OGH3Ob248/00t23.5.2001

Der Oberste Gerichtshof hat durch den Senatspräsidenten des Obersten Gerichtshofes Dr. Angst als Vorsitzenden und durch die Hofräte des Obersten Gerichtshofes Dr. Graf, Dr. Pimmer, Dr. Zechner und Dr. Sailer als weitere Richter in der Pflegschaftssache der mj 1. Nikolaus B*****, 2. Thomas B*****, und 3. Eva B*****, alle vertreten durch Dr. Ralph Forcher, Rechtsanwalt in Graz, über den "außerordentlichen" Revisionsrekurs des Vaters Dr. Manfred B*****, vertreten durch Mag. Michael Berghofer, Rechtsanwalt in Graz, gegen den Beschluss des Landesgerichtes für Zivilrechtssachen Graz vom 31. August 2000, GZ 2 R 264/00h-123, mit dem infolge Rekurses des Vaters der Beschluss des Bezirksgerichtes für Zivilrechtssachen Graz vom 19. Mai 2000, GZ 13 P 39/96a-111, bestätigt wurde, den

Beschluss

gefasst:

 

Spruch:

1. Dem gegenüber dem mj Nikolaus erhobenen außerordentlichen Revisionsrekurs wird teilweise Folge gegeben.

Die Beschlüsse der Vorinstanzen, die für den Zeitraum vom 1. 2. 1996 bis zum 31. 12. 1996 bestätigt werden, werden für die Zeit ab 1. 1. 1997 aufgehoben.
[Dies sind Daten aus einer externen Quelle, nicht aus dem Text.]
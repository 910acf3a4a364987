// Copyright (C) 2026 Fred Clausen
// Use of this source code is governed by an MIT-style
// license that can be found in the LICENSE file or at
// https://opensource.org/licenses/MIT.

use crate::tests::helpers::{
    create_test_config, create_test_desk, create_test_snapshot, monday_morning,
};
use crate::{
    Autosaver, DEFAULT_AUTOSAVE_INTERVAL, JsonFileStore, PersistenceError, SnapshotStore,
};
use cocolu::{DeskSnapshot, SellerDesk};
use cocolu_domain::SellerStatus;
use std::sync::Arc;
use std::sync::atomic::{AtomicUsize, Ordering};
use std::time::Duration;
use tempfile::TempDir;
use tokio::sync::oneshot;

/// Counts saves and can be told to fail.
#[derive(Default)]
struct CountingStore {
    saves: AtomicUsize,
    fail: bool,
}

impl SnapshotStore for CountingStore {
    fn save(&self, _key: &str, _snapshot: &DeskSnapshot) -> Result<(), PersistenceError> {
        self.saves.fetch_add(1, Ordering::SeqCst);
        if self.fail {
            return Err(PersistenceError::Io(String::from("disk full")));
        }
        Ok(())
    }

    fn load(&self, _key: &str) -> Result<Option<DeskSnapshot>, PersistenceError> {
        Ok(None)
    }

    fn location(&self) -> String {
        String::from("memory")
    }
}

#[test]
fn test_default_interval_is_five_minutes() {
    let desk: Arc<SellerDesk> = Arc::new(create_test_desk());
    let store: Arc<dyn SnapshotStore> = Arc::new(CountingStore::default());

    let autosaver: Autosaver = Autosaver::new(desk, store, "sellers");

    assert_eq!(autosaver.interval(), DEFAULT_AUTOSAVE_INTERVAL);
    assert_eq!(DEFAULT_AUTOSAVE_INTERVAL, Duration::from_secs(300));
}

#[tokio::test]
async fn test_persist_now_writes_snapshot() {
    let dir: TempDir = tempfile::tempdir().unwrap();
    let store: Arc<JsonFileStore> = Arc::new(JsonFileStore::new(dir.path()).unwrap());
    let desk: Arc<SellerDesk> = Arc::new(create_test_desk());
    let autosaver: Autosaver = Autosaver::new(Arc::clone(&desk), store.clone(), "sellers");

    autosaver.persist_now().await.unwrap();

    let loaded: DeskSnapshot = store.load("sellers").unwrap().unwrap();
    assert_eq!(loaded.sellers, desk.get_all_sellers());
    assert!(loaded.saved_at.is_some());
}

#[tokio::test]
async fn test_shutdown_flushes_once() {
    let desk: Arc<SellerDesk> = Arc::new(create_test_desk());
    let store: Arc<CountingStore> = Arc::new(CountingStore::default());
    let autosaver: Autosaver = Autosaver::new(desk, store.clone(), "sellers")
        .with_interval(Duration::from_secs(3600));

    autosaver.run(async {}).await;

    assert_eq!(store.saves.load(Ordering::SeqCst), 1);
}

#[tokio::test]
async fn test_saves_on_interval_until_shutdown() {
    let desk: Arc<SellerDesk> = Arc::new(create_test_desk());
    let store: Arc<CountingStore> = Arc::new(CountingStore::default());
    let autosaver: Autosaver = Autosaver::new(desk, store.clone(), "sellers")
        .with_interval(Duration::from_millis(10));
    let (stop_tx, stop_rx) = oneshot::channel::<()>();

    let handle: tokio::task::JoinHandle<()> = tokio::spawn(autosaver.run(async move {
        let _ = stop_rx.await;
    }));
    tokio::time::sleep(Duration::from_millis(100)).await;
    stop_tx.send(()).unwrap();
    handle.await.unwrap();

    assert!(store.saves.load(Ordering::SeqCst) >= 3);
}

#[tokio::test]
async fn test_failed_saves_do_not_stop_the_loop() {
    let desk: Arc<SellerDesk> = Arc::new(create_test_desk());
    let store: Arc<CountingStore> = Arc::new(CountingStore {
        saves: AtomicUsize::new(0),
        fail: true,
    });
    let autosaver: Autosaver = Autosaver::new(desk, store.clone(), "sellers")
        .with_interval(Duration::from_millis(10));
    let (stop_tx, stop_rx) = oneshot::channel::<()>();

    let handle: tokio::task::JoinHandle<()> = tokio::spawn(autosaver.run(async move {
        let _ = stop_rx.await;
    }));
    tokio::time::sleep(Duration::from_millis(60)).await;
    stop_tx.send(()).unwrap();
    handle.await.unwrap();

    assert!(store.saves.load(Ordering::SeqCst) >= 2);
}

/// Stores a snapshot and builds a desk from it, the way the service boots.
fn boot(store: &JsonFileStore) -> (DeskSnapshot, Arc<SellerDesk>) {
    let snapshot: DeskSnapshot = create_test_snapshot();
    store.save("sellers", &snapshot).unwrap();
    let desk: Arc<SellerDesk> = Arc::new(SellerDesk::from_snapshot(
        create_test_config(),
        snapshot.clone(),
    ));
    (snapshot, desk)
}

#[tokio::test]
async fn test_autosave_keeps_snapshot_changed_by_another_process() {
    let dir: TempDir = tempfile::tempdir().unwrap();
    let store: Arc<JsonFileStore> = Arc::new(JsonFileStore::new(dir.path()).unwrap());
    let (restored, desk) = boot(&store);
    let autosaver: Autosaver = Autosaver::new(Arc::clone(&desk), store.clone(), "sellers")
        .with_baseline(restored.saved_at);

    let mut edited: DeskSnapshot = restored.clone();
    edited.sellers[0].status = SellerStatus::Offline;
    edited.saved_at = Some(monday_morning() + chrono::Duration::minutes(5));
    store.save("sellers", &edited).unwrap();

    let result: Result<(), PersistenceError> = autosaver.persist_now().await;

    assert!(matches!(
        result,
        Err(PersistenceError::SnapshotChanged { ref key, .. }) if key == "sellers"
    ));
    let stored: DeskSnapshot = store.load("sellers").unwrap().unwrap();
    assert_eq!(stored.sellers[0].status, SellerStatus::Offline);
    assert_eq!(stored.saved_at, edited.saved_at);
}

#[tokio::test]
async fn test_autosave_overwrites_its_own_snapshots() {
    let dir: TempDir = tempfile::tempdir().unwrap();
    let store: Arc<JsonFileStore> = Arc::new(JsonFileStore::new(dir.path()).unwrap());
    let (restored, desk) = boot(&store);
    let autosaver: Autosaver = Autosaver::new(Arc::clone(&desk), store.clone(), "sellers")
        .with_baseline(restored.saved_at);

    autosaver.persist_now().await.unwrap();
    autosaver.persist_now().await.unwrap();

    let stored: DeskSnapshot = store.load("sellers").unwrap().unwrap();
    assert_ne!(stored.saved_at, restored.saved_at);
}

#[tokio::test]
async fn test_autosave_without_baseline_leaves_existing_snapshot() {
    let dir: TempDir = tempfile::tempdir().unwrap();
    let store: Arc<JsonFileStore> = Arc::new(JsonFileStore::new(dir.path()).unwrap());
    let (restored, desk) = boot(&store);
    let autosaver: Autosaver = Autosaver::new(desk, store.clone(), "sellers");

    let result: Result<(), PersistenceError> = autosaver.persist_now().await;

    assert!(matches!(result, Err(PersistenceError::SnapshotChanged { .. })));
    assert_eq!(
        store.load("sellers").unwrap().unwrap().saved_at,
        restored.saved_at
    );
}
Insoweit wird die Pflegschaftssache an das Erstgericht zur neuerlichen Entscheidung nach Verfahrensergänzung zurückverwiesen.

2. Im Hinblick auf den gegen die Entscheidung über die Unterhaltsanträge der mj Thomas und Eva erhobenen Revisionsrekurs wird der Akt dem Erstgericht zurückgestellt.

Text

Begründung

Auf Grund des am 19. 3. 1996 bei Gericht eingelangten Antrags der drei minderjährigen Antragsteller verpflichtete das Erstgericht deren ehelichen Vater mit Beschluss vom 19. 5. 2000, ab 1. 2. 1996 monatlich Unterhaltsbeträge von S 7.500 für Nikolaus und je S 6.440 für Thomas und Eva zu bezahlen. Außerdem sprach es aus, dass die bis zur Rechtskraft des Beschlusses fällig gewordenen Beträge abzüglich des bereits geleisteten Geld- und Naturalunterhaltes in jeweils für jedes Kind festgestelten Höhe binnen 14 Tagen, die weiters fällig werdenden Unterhaltsbeträge jeweils am Ersten eines jeden Monats im Voraus zu entrichten seien. Ein Mehrbegehren des mj Nikolaus von monatlich S 550 wies das Erstgericht ab.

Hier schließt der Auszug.